TASK BRIEF:
Reproduce only the top of the records, down to and including the line containing "the pass finishes.".
**** DATA TO USE
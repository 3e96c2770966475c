//! Declaration closure analyzer
//!
//! One pass per module: starting from every externally visible top-level
//! type, walk the symbol graph and record, for each type reached, why it has
//! to be declared. The reason map doubles as the visited set: re-adding a
//! reason a type already holds short-circuits the walk, which is what makes
//! cyclic type graphs (mutually referencing attributes, self-referential
//! generic constraints) terminate.
//!
//! Types in *other* modules are never traversed; the walk stops at the module
//! boundary and records a dependency edge instead. Those edges are the raw
//! material for the module graph.

use log::debug;

use crate::analysis::{MissingReference, ModuleClosure, Reason};
use crate::error::EngineError;
use crate::facts::{self, CtorOrigin};
use crate::registry::PlatformRegistry;
use crate::symbols::{
    Accessibility, AttributeApplication, ConstantValue, GenericParam, Member, MethodKind,
    MethodMember, ModuleId, Parameter, TypeId, TypeRef, TypeTarget, Universe,
};
use crate::types::{FxIndexMap, FxIndexSet};

/// Single-module closure traversal. All mutable state lives here and is
/// dropped into the [`ModuleClosure`] when the pass finishes.
pub struct ClosureAnalyzer<'a> {
    universe: &'a Universe,
    registry: &'a PlatformRegistry,
    module: ModuleId,
    reasons: FxIndexMap<TypeId, Reason>,
    used_attribute_ctors: FxIndexSet<(TypeId, usize)>,
    emitted_members: FxIndexMap<TypeId, Vec<usize>>,
    module_deps: FxIndexSet<ModuleId>,
    platform_deps: FxIndexSet<String>,
    missing: FxIndexSet<MissingReference>,
}

impl<'a> ClosureAnalyzer<'a> {
    /// Run one full closure pass over `module`.
    pub fn analyze(
        universe: &'a Universe,
        registry: &'a PlatformRegistry,
        module: ModuleId,
    ) -> Result<ModuleClosure, EngineError> {
        let mut analyzer = ClosureAnalyzer {
            universe,
            registry,
            module,
            reasons: FxIndexMap::default(),
            used_attribute_ctors: FxIndexSet::default(),
            emitted_members: FxIndexMap::default(),
            module_deps: FxIndexSet::default(),
            platform_deps: FxIndexSet::default(),
            missing: FxIndexSet::default(),
        };

        let symbol = universe.module(module);
        analyzer.visit_attributes(&symbol.attributes)?;

        for &type_id in &symbol.top_level {
            if facts::is_visible_outside(universe, type_id) {
                analyzer.visit_named_type(type_id, Reason::EXTERNALLY_VISIBLE)?;
            }
        }

        debug!(
            "module `{}`: {} types in closure, {} attribute ctors used, {} module deps, {} missing",
            symbol.name,
            analyzer.reasons.len(),
            analyzer.used_attribute_ctors.len(),
            analyzer.module_deps.len(),
            analyzer.missing.len(),
        );

        Ok(ModuleClosure {
            module,
            reasons: analyzer.reasons,
            used_attribute_ctors: analyzer.used_attribute_ctors,
            emitted_members: analyzer.emitted_members,
            module_deps: analyzer.module_deps,
            platform_deps: analyzer.platform_deps,
            missing: analyzer.missing,
        })
    }

    fn visit_named_type(&mut self, id: TypeId, reason: Reason) -> Result<(), EngineError> {
        let ty = self.universe.ty(id);

        // Cross-module boundary: record the edge, never traverse.
        if ty.module != self.module {
            self.module_deps.insert(ty.module);
            return Ok(());
        }

        let previous = self.reasons.get(&id).copied().unwrap_or_default();
        if previous.contains(reason) {
            return Ok(());
        }
        self.reasons.insert(id, previous | reason);

        // Constant and attribute references only need the name to resolve;
        // full traversal is reserved for the visible surface.
        if reason != Reason::EXTERNALLY_VISIBLE {
            return Ok(());
        }

        self.visit_attributes(&ty.attributes)?;
        self.visit_generic_params(&ty.generic_params)?;

        if let Some(base) = &ty.base {
            self.visit_type_ref(base)?;
        }
        for interface in &ty.interfaces {
            self.visit_type_ref(interface)?;
        }

        let inheritable = facts::is_inheritable(ty);
        let mut emitted = Vec::new();

        for (index, member) in ty.members.iter().enumerate() {
            if !facts::member_is_visible(self.member_accessibility(member), inheritable) {
                continue;
            }

            match member {
                Member::NestedType(nested) => {
                    // Nested types are declared on their own; the container's
                    // member list does not carry them.
                    self.visit_named_type(*nested, Reason::EXTERNALLY_VISIBLE)?;
                }
                Member::Field(field) => {
                    self.visit_attributes(&field.attributes)?;
                    self.visit_type_ref(&field.ty)?;
                    if let Some(constant) = &field.constant {
                        self.visit_constant(constant)?;
                    }
                    emitted.push(index);
                }
                Member::Event(event) => {
                    self.visit_attributes(&event.attributes)?;
                    self.visit_type_ref(&event.ty)?;
                    emitted.push(index);
                }
                Member::Property(property) => {
                    self.visit_attributes(&property.attributes)?;
                    self.visit_type_ref(&property.ty)?;
                    self.visit_parameters(&property.parameters)?;
                    emitted.push(index);
                }
                Member::Method(method) => {
                    if self.visit_method(id, method)? {
                        emitted.push(index);
                    }
                }
            }
        }

        self.emitted_members.insert(id, emitted);
        Ok(())
    }

    /// Declared accessibility of a member. Nested types carry theirs on their
    /// own symbol, not on the member entry, so they filter exactly like any
    /// other member of the container.
    fn member_accessibility(&self, member: &Member) -> Accessibility {
        match member {
            Member::Field(field) => field.accessibility,
            Member::Property(property) => property.accessibility,
            Member::Event(event) => event.accessibility,
            Member::Method(method) => method.accessibility,
            Member::NestedType(nested) => self.universe.ty(*nested).accessibility,
        }
    }

    /// Visit a method member; returns whether it belongs to the emitted
    /// surface.
    fn visit_method(
        &mut self,
        declaring: TypeId,
        method: &MethodMember,
    ) -> Result<bool, EngineError> {
        match method.kind {
            MethodKind::Ordinary
            | MethodKind::Conversion
            | MethodKind::Operator
            | MethodKind::DelegateInvoke => {
                self.visit_method_signature(method)?;
                Ok(true)
            }
            MethodKind::Constructor => {
                if method.parameters.is_empty() {
                    match facts::classify_parameterless_ctor(self.universe, declaring, method)? {
                        CtorOrigin::Synthesized => return Ok(false),
                        CtorOrigin::Authored => {}
                    }
                }
                self.visit_method_signature(method)?;
                Ok(true)
            }
            // The static constructor has no surface of its own to walk.
            MethodKind::StaticConstructor => Ok(true),
            // Accessors are declared through their property or event.
            MethodKind::Accessor => Ok(false),
        }
    }

    fn visit_method_signature(&mut self, method: &MethodMember) -> Result<(), EngineError> {
        self.visit_attributes(&method.attributes)?;
        self.visit_attributes(&method.return_attributes)?;
        self.visit_generic_params(&method.generic_params)?;
        if let Some(return_type) = &method.return_type {
            self.visit_type_ref(return_type)?;
        }
        self.visit_parameters(&method.parameters)
    }

    fn visit_generic_params(&mut self, params: &[GenericParam]) -> Result<(), EngineError> {
        for param in params {
            self.visit_attributes(&param.attributes)?;
            for constraint in &param.constraints {
                self.visit_type_ref(constraint)?;
            }
        }
        Ok(())
    }

    fn visit_parameters(&mut self, parameters: &[Parameter]) -> Result<(), EngineError> {
        for parameter in parameters {
            self.visit_attributes(&parameter.attributes)?;
            self.visit_type_ref(&parameter.ty)?;
            if let Some(default) = &parameter.default_value {
                self.visit_constant(default)?;
            }
        }
        Ok(())
    }

    fn visit_attributes(&mut self, attributes: &[AttributeApplication]) -> Result<(), EngineError> {
        for attr in attributes {
            match &attr.attribute {
                TypeTarget::Resolved(id) => {
                    // Two stages: the declaring type is referenced, and the
                    // exact overload invoked is recorded so unused overloads
                    // are never declared.
                    self.visit_named_type(*id, Reason::DECLARES_USED_ATTRIBUTE)?;

                    if let Some(ctor_index) = attr.constructor
                        && self.used_attribute_ctors.insert((*id, ctor_index))
                    {
                        let ctor = self.attribute_constructor(*id, ctor_index)?;
                        for parameter in &ctor.parameters {
                            if let Some(default) = &parameter.default_value {
                                self.visit_constant(default)?;
                            }
                        }
                    }
                }
                TypeTarget::External { module, name } => self.record_external(module, name),
            }

            for argument in &attr.arguments {
                self.visit_constant(argument)?;
            }
            for (_, argument) in &attr.named_arguments {
                self.visit_constant(argument)?;
            }
        }
        Ok(())
    }

    fn attribute_constructor(
        &self,
        attribute: TypeId,
        index: usize,
    ) -> Result<&'a MethodMember, EngineError> {
        let ty = self.universe.ty(attribute);
        match ty.members.get(index) {
            Some(Member::Method(m)) if m.kind == MethodKind::Constructor => Ok(m),
            _ => Err(EngineError::unsupported(
                self.universe.qualified_name(attribute),
                format!("attribute application names member {index} which is not a constructor"),
            )),
        }
    }

    fn visit_type_ref(&mut self, type_ref: &TypeRef) -> Result<(), EngineError> {
        match type_ref {
            TypeRef::Named { target, args } => {
                // A referenced type in this module is part of the visible
                // surface and gets the full treatment.
                self.visit_target(target, Reason::EXTERNALLY_VISIBLE)?;
                for arg in args {
                    self.visit_type_ref(arg)?;
                }
                Ok(())
            }
            TypeRef::Array(element) | TypeRef::Pointer(element) => self.visit_type_ref(element),
            TypeRef::GenericParam(_) | TypeRef::Primitive(_) => Ok(()),
        }
    }

    fn visit_constant(&mut self, value: &ConstantValue) -> Result<(), EngineError> {
        match value {
            ConstantValue::Array(items) => {
                for item in items {
                    self.visit_constant(item)?;
                }
                Ok(())
            }
            ConstantValue::Type(type_ref) => self.visit_constant_type(type_ref),
            _ => Ok(()),
        }
    }

    fn visit_constant_type(&mut self, type_ref: &TypeRef) -> Result<(), EngineError> {
        match type_ref {
            TypeRef::Named { target, args } => {
                // Enough to resolve the name, no more.
                self.visit_target(target, Reason::REFERENCED_IN_CONSTANT)?;
                for arg in args {
                    self.visit_constant_type(arg)?;
                }
                Ok(())
            }
            TypeRef::Array(element) | TypeRef::Pointer(element) => {
                self.visit_constant_type(element)
            }
            TypeRef::GenericParam(_) | TypeRef::Primitive(_) => Ok(()),
        }
    }

    fn visit_target(&mut self, target: &TypeTarget, reason: Reason) -> Result<(), EngineError> {
        match target {
            TypeTarget::Resolved(id) => self.visit_named_type(*id, reason),
            TypeTarget::External { module, name } => {
                self.record_external(module, name);
                Ok(())
            }
        }
    }

    /// One opportunistic platform-registry lookup, then report the gap.
    fn record_external(&mut self, module: &str, name: &str) {
        if let Some(platform) = self.registry.resolve(module) {
            self.platform_deps.insert(platform.to_string());
        } else {
            self.missing.insert(MissingReference {
                module: module.to_string(),
                name: name.to_string(),
            });
        }
    }
}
********
ANSWER FOR THE TASK:
repository 3e96c2770966475c
//! Declaration closure analyzer
//!
//! One pass per module: starting from every externally visible top-level
//! type, walk the symbol graph and record, for each type reached, why it has
//! to be declared. The reason map doubles as the visited set: re-adding a
//! reason a type already holds short-circuits the walk, which is what makes
//! cyclic type graphs (mutually referencing attributes, self-referential
//! generic constraints) terminate.
//!
//! Types in *other* modules are never traversed; the walk stops at the module
//! boundary and records a dependency edge instead. Those edges are the raw
//! material for the module graph.

use log::debug;

use crate::analysis::{MissingReference, ModuleClosure, Reason};
use crate::error::EngineError;
use crate::facts::{self, CtorOrigin};
use crate::registry::PlatformRegistry;
use crate::symbols::{
    Accessibility, AttributeApplication, ConstantValue, GenericParam, Member, MethodKind,
    MethodMember, ModuleId, Parameter, TypeId, TypeRef, TypeTarget, Universe,
};
use crate::types::{FxIndexMap, FxIndexSet};

/// Single-module closure traversal. All mutable state lives here and is
/// dropped into the [`ModuleClosure`] when the pass finishes.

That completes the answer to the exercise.